(Syllabus.)

1. Intoxicating Liquors — Instruction Submitting Offense Different from that Charged Held Prejudicial Error. In a prosecution for unlawfully transporting intoxicating liquor, the defendant could be convicted only of the offense charged in the information, and the charge of the court submitting a different offense was prejudicial error.

2. Evidence — Neither Liquor Seized by Unlawful Search nor Evidence of Possession Thereof Admissible.
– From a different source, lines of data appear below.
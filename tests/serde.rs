#![cfg(feature = "serde")]

use parsnip::prelude::*;

#[test]
fn value_round_trips_through_json() {
    let value = Value::Seq(vec![
        Value::from("port"),
        Value::from(8080),
        Value::Null,
    ]);

    let json = serde_json::to_string(&value).expect("serialize");
    let back: Value = serde_json::from_str(&json).expect("deserialize");
    assert_eq!(back, value);
}

#[test]
fn errors_serialize_with_their_position_and_cause() {
    let state = sequence([literal("a"), literal("z")]).run("ab");
    let err = state.error().expect("should have failed");

    let json = serde_json::to_value(err).expect("serialize");
    assert_eq!(json["index"], 1);
    assert_eq!(
        json["kind"]["SequenceStepFailed"]["cause"]["kind"]["LiteralMismatch"]["expected"],
        "z",
    );
}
In a prosecution for unlawfully transporting intoxicating liquor, the defendant cannot be convicted upon evidence obtained by an unlawful search of his person without a warrant for his arrest, and neither the liquor so seized nor the evidence of the possession thereof so acquired is admissible against him.

Appeal from Municipal Criminal Court of City of Tulsa; G.E. Warren, Judge.

Claude Logan was convicted of a violation of the prohibitory liquor laws. Reversed and remanded, with direction.

D.M. Martindale, for plaintiff in error.

DOYLE, J. The information in this case charges that on the 29th day of March, 1923, within the corporate limits of the city of Tulsa, the defendant, Claude Logan, did transport intoxicating liquor; namely, one quart of Jamaica ginger from an unknown point to a point at the corner of First street and Cincinnati avenue in said city. On the trial the jury returned a verdict finding the defendant guilty as charged in the information, and fixing his punishment at a fine of $500 and imprisonment in the county jail for a period of six months. The court overruled a motion for new trial, and rendered judgment on the verdict, to reverse which the defendant appeals.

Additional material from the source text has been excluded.